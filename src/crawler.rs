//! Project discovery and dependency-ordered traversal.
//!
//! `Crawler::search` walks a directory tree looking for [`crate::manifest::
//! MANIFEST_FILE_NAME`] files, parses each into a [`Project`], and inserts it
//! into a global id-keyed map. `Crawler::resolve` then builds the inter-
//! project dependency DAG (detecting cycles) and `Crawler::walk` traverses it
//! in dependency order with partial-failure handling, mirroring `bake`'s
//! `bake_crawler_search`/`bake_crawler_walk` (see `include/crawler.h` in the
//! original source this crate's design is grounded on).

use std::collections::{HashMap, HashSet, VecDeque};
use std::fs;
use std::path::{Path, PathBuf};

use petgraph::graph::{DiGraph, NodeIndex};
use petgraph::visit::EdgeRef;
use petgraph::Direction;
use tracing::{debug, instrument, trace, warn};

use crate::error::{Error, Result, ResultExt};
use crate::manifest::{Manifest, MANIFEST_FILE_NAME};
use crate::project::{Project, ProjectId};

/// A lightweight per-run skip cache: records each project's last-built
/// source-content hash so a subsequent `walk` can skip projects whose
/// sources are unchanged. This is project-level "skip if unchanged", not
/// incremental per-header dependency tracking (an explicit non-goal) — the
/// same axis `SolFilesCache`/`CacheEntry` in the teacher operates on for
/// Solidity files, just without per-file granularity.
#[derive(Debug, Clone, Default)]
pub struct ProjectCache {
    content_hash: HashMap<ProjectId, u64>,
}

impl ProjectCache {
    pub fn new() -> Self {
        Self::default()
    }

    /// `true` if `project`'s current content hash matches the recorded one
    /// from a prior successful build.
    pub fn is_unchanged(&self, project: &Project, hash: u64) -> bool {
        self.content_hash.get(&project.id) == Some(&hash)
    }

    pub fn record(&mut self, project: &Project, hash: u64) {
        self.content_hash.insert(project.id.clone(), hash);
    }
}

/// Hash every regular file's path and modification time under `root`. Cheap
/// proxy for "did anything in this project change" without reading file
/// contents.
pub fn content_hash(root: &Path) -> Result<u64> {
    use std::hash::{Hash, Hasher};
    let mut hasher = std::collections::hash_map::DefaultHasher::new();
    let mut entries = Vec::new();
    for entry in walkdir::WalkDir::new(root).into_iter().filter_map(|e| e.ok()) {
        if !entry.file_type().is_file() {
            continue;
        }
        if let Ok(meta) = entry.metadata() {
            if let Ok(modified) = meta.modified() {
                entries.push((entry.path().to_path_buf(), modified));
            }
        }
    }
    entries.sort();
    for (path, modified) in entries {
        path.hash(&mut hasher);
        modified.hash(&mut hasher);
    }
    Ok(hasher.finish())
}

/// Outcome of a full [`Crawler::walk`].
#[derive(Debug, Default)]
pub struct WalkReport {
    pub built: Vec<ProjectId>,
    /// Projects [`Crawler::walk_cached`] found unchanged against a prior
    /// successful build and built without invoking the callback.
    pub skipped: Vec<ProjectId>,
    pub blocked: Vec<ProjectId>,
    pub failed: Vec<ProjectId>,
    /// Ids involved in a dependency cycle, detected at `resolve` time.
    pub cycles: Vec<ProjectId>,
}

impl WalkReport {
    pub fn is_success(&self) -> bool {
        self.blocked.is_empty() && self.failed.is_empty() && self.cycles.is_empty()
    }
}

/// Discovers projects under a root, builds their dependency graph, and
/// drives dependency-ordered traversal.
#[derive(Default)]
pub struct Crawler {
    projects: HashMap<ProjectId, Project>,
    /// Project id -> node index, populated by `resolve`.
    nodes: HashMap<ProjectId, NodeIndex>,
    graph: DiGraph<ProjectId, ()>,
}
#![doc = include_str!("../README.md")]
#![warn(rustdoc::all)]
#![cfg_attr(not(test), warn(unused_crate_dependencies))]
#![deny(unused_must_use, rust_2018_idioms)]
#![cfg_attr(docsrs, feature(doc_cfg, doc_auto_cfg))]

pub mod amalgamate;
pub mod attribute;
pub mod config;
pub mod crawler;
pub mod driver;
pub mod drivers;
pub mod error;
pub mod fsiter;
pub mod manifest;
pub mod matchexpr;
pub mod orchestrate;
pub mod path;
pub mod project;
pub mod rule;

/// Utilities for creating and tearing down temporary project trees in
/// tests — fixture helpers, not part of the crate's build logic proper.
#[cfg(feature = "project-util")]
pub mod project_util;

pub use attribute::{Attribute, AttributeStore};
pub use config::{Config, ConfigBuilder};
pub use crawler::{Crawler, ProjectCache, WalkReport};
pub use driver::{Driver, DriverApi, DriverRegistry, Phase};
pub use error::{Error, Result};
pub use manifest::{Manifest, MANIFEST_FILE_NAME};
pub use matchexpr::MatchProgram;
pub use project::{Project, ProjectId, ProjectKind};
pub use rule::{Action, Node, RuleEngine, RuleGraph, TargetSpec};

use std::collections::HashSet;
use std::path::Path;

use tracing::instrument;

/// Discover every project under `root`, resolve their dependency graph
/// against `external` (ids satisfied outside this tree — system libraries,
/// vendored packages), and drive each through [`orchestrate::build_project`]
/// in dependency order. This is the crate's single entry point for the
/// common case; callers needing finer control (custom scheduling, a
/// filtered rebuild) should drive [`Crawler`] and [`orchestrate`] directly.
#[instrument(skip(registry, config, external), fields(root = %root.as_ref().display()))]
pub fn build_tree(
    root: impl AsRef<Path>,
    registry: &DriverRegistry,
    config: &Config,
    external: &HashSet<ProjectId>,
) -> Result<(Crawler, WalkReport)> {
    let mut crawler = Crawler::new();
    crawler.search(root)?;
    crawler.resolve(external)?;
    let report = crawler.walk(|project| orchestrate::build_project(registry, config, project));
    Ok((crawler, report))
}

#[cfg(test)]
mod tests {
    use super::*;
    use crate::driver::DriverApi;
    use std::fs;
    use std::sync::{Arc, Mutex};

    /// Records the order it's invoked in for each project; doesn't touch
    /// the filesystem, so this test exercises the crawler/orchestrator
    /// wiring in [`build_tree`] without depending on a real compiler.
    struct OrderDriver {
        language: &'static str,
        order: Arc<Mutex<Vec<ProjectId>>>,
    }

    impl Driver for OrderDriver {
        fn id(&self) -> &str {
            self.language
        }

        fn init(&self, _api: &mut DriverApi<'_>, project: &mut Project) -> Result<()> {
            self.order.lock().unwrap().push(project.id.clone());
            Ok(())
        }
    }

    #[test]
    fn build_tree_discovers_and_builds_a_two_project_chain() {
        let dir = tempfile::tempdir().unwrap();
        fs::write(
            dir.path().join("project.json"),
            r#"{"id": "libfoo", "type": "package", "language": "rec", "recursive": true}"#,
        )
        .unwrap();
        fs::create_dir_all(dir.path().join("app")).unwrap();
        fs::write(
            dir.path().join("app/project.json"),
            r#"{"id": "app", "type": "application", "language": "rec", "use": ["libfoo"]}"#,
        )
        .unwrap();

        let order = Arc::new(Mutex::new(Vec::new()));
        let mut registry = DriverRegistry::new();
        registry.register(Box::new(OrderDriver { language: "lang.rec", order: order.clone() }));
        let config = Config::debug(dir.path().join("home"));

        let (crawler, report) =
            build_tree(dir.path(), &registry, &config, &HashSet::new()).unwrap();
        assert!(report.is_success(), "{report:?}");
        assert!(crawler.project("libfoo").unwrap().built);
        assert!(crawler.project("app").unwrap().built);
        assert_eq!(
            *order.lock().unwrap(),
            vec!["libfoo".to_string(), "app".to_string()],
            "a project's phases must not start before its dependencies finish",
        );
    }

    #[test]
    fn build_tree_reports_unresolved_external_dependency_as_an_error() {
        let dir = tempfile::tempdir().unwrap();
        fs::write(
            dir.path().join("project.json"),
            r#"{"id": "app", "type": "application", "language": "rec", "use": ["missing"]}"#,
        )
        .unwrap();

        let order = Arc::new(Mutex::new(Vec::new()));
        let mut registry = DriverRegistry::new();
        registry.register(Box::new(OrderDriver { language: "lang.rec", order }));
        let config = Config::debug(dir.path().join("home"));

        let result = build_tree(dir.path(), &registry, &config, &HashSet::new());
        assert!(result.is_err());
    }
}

========================================================================

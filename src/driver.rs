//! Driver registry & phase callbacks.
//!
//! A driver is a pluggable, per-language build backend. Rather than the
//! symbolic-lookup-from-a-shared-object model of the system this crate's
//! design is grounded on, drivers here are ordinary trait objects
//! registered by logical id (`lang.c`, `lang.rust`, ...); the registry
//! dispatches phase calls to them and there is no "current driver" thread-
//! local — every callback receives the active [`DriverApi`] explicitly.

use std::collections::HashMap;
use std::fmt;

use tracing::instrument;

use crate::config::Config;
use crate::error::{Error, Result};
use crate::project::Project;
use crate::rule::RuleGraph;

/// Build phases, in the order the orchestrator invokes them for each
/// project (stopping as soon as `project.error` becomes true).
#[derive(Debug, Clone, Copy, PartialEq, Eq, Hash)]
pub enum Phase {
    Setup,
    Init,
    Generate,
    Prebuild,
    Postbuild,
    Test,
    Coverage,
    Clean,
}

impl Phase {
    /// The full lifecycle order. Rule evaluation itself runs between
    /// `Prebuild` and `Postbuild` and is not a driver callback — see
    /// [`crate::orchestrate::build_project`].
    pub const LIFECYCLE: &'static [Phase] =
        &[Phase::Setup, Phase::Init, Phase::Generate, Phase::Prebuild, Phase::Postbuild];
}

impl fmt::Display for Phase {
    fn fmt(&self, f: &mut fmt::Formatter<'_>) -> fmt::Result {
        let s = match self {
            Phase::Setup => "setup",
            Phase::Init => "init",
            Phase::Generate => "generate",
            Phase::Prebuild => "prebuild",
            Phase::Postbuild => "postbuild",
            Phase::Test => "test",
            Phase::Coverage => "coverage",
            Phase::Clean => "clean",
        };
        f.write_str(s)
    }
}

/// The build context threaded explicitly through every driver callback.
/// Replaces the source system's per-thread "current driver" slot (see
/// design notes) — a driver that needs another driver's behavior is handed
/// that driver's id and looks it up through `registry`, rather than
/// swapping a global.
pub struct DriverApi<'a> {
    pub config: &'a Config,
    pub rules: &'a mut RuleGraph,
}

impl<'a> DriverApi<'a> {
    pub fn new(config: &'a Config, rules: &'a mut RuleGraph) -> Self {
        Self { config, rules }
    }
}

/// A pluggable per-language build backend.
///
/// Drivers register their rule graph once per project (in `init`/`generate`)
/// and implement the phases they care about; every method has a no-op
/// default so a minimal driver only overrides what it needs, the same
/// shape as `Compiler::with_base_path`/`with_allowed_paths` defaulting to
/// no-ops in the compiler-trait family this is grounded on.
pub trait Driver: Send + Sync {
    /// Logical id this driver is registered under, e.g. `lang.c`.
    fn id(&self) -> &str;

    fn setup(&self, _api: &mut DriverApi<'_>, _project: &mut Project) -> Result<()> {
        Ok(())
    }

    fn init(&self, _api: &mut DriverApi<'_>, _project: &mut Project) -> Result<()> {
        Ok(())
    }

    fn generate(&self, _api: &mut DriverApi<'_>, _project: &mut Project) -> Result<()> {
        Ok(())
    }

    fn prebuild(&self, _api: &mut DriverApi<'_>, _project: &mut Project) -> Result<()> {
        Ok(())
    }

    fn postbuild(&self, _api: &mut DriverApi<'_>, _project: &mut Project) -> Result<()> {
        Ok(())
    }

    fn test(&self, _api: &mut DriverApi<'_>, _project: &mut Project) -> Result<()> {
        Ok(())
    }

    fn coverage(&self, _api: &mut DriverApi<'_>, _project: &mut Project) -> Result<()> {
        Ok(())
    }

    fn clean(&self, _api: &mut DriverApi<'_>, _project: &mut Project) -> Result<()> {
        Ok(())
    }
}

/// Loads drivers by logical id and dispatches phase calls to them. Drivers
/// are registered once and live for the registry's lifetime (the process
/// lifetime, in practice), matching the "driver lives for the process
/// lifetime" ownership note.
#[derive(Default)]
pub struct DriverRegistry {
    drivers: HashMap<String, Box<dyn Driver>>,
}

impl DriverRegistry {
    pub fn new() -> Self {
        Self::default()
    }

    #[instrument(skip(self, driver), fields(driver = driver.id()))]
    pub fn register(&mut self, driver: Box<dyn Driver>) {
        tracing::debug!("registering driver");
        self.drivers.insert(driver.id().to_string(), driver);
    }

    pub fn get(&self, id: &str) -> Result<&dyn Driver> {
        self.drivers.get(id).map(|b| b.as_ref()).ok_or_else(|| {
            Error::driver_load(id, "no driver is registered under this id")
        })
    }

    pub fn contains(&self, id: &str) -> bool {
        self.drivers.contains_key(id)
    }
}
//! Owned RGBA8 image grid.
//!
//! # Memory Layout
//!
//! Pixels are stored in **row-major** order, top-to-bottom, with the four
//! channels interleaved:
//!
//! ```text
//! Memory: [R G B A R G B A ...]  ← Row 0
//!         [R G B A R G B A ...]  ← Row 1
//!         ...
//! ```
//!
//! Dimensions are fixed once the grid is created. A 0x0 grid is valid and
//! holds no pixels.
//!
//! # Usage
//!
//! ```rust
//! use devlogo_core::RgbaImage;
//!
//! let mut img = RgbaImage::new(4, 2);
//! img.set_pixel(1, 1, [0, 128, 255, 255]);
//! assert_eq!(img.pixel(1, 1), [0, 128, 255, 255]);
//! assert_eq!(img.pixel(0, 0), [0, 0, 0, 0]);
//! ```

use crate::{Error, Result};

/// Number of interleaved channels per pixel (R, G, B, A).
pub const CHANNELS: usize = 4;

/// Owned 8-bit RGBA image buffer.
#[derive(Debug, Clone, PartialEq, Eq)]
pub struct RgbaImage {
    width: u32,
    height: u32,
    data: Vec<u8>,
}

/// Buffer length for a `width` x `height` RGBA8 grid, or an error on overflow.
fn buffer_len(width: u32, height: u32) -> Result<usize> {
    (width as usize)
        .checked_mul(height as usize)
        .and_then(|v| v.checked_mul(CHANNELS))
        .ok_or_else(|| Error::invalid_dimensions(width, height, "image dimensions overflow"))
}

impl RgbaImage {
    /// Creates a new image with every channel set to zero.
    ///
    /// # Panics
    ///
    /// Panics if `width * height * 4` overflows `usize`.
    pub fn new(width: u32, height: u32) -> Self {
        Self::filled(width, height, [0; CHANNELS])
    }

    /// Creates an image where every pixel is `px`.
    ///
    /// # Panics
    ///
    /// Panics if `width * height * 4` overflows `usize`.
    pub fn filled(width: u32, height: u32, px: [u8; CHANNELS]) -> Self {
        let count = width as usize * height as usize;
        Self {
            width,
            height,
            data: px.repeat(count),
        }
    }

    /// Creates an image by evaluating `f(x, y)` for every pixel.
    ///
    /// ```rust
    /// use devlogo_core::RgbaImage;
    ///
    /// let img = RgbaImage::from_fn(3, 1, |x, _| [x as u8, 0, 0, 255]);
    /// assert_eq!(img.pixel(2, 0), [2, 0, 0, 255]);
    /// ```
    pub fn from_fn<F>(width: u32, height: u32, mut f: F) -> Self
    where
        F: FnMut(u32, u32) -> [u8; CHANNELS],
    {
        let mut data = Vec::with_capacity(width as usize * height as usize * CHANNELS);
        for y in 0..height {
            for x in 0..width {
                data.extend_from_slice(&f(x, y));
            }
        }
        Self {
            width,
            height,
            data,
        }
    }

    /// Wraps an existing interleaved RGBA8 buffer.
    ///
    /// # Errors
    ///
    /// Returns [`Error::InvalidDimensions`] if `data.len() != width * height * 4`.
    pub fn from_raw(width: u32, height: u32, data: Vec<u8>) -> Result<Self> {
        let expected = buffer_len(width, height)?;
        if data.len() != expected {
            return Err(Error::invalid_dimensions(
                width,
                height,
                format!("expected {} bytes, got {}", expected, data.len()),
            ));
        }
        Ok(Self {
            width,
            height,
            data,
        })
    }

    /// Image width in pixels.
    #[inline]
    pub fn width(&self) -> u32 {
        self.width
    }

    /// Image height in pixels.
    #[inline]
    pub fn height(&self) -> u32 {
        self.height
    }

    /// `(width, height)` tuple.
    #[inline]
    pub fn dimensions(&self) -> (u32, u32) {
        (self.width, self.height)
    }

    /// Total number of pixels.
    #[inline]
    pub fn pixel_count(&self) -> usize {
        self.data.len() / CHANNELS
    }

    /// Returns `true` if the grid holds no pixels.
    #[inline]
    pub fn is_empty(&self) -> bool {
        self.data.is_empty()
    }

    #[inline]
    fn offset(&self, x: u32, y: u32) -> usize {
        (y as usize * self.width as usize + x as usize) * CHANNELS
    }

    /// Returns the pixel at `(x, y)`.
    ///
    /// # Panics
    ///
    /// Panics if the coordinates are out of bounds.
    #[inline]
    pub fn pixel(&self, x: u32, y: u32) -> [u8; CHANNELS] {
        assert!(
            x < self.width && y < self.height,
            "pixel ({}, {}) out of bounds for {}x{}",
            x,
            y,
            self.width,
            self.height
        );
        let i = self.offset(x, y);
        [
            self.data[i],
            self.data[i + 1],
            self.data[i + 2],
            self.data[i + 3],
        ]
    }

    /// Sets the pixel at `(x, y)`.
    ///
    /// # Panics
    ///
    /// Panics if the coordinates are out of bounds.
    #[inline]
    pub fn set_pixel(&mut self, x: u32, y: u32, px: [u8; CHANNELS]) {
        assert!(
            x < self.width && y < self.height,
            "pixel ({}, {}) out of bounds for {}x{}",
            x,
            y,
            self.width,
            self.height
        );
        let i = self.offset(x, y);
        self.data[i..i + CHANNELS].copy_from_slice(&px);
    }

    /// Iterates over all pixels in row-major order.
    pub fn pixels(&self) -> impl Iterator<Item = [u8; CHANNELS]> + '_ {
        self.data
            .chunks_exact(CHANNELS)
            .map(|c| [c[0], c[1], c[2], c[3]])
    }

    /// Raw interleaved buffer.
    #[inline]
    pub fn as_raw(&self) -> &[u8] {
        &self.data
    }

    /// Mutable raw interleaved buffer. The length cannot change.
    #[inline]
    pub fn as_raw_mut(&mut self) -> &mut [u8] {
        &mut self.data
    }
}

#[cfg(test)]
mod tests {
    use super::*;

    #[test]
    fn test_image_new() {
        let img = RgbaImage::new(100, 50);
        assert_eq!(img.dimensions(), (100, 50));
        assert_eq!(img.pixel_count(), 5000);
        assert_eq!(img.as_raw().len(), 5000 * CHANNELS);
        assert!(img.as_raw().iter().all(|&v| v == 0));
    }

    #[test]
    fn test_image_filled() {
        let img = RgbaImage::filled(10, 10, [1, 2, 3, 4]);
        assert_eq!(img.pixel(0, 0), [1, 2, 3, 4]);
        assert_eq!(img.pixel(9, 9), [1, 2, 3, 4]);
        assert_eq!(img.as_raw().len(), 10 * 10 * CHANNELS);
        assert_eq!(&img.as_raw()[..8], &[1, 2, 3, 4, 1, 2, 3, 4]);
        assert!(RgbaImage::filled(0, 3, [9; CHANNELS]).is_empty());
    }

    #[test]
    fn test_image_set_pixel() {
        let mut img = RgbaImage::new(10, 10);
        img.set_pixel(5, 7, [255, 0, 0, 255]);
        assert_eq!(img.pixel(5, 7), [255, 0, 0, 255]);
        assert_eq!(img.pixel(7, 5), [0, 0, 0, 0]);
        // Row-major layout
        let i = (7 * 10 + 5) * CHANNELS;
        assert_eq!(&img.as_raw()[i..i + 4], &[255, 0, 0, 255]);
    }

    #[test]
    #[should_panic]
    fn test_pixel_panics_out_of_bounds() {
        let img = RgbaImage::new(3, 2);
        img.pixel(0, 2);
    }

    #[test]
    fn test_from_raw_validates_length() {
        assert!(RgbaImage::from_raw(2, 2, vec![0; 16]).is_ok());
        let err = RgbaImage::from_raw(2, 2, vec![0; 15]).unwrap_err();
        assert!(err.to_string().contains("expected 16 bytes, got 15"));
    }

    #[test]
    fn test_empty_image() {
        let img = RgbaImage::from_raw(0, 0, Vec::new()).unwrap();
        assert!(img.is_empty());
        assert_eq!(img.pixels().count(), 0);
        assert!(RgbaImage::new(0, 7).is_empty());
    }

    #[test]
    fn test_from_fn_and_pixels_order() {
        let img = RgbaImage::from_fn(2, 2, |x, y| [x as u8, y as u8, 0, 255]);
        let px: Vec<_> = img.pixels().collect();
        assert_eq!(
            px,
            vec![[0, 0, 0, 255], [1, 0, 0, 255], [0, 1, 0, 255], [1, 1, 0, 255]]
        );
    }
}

========================================================================

Task instructions
Give the count of lines in the records above that hold the string "their", and only that count.

Answer space
3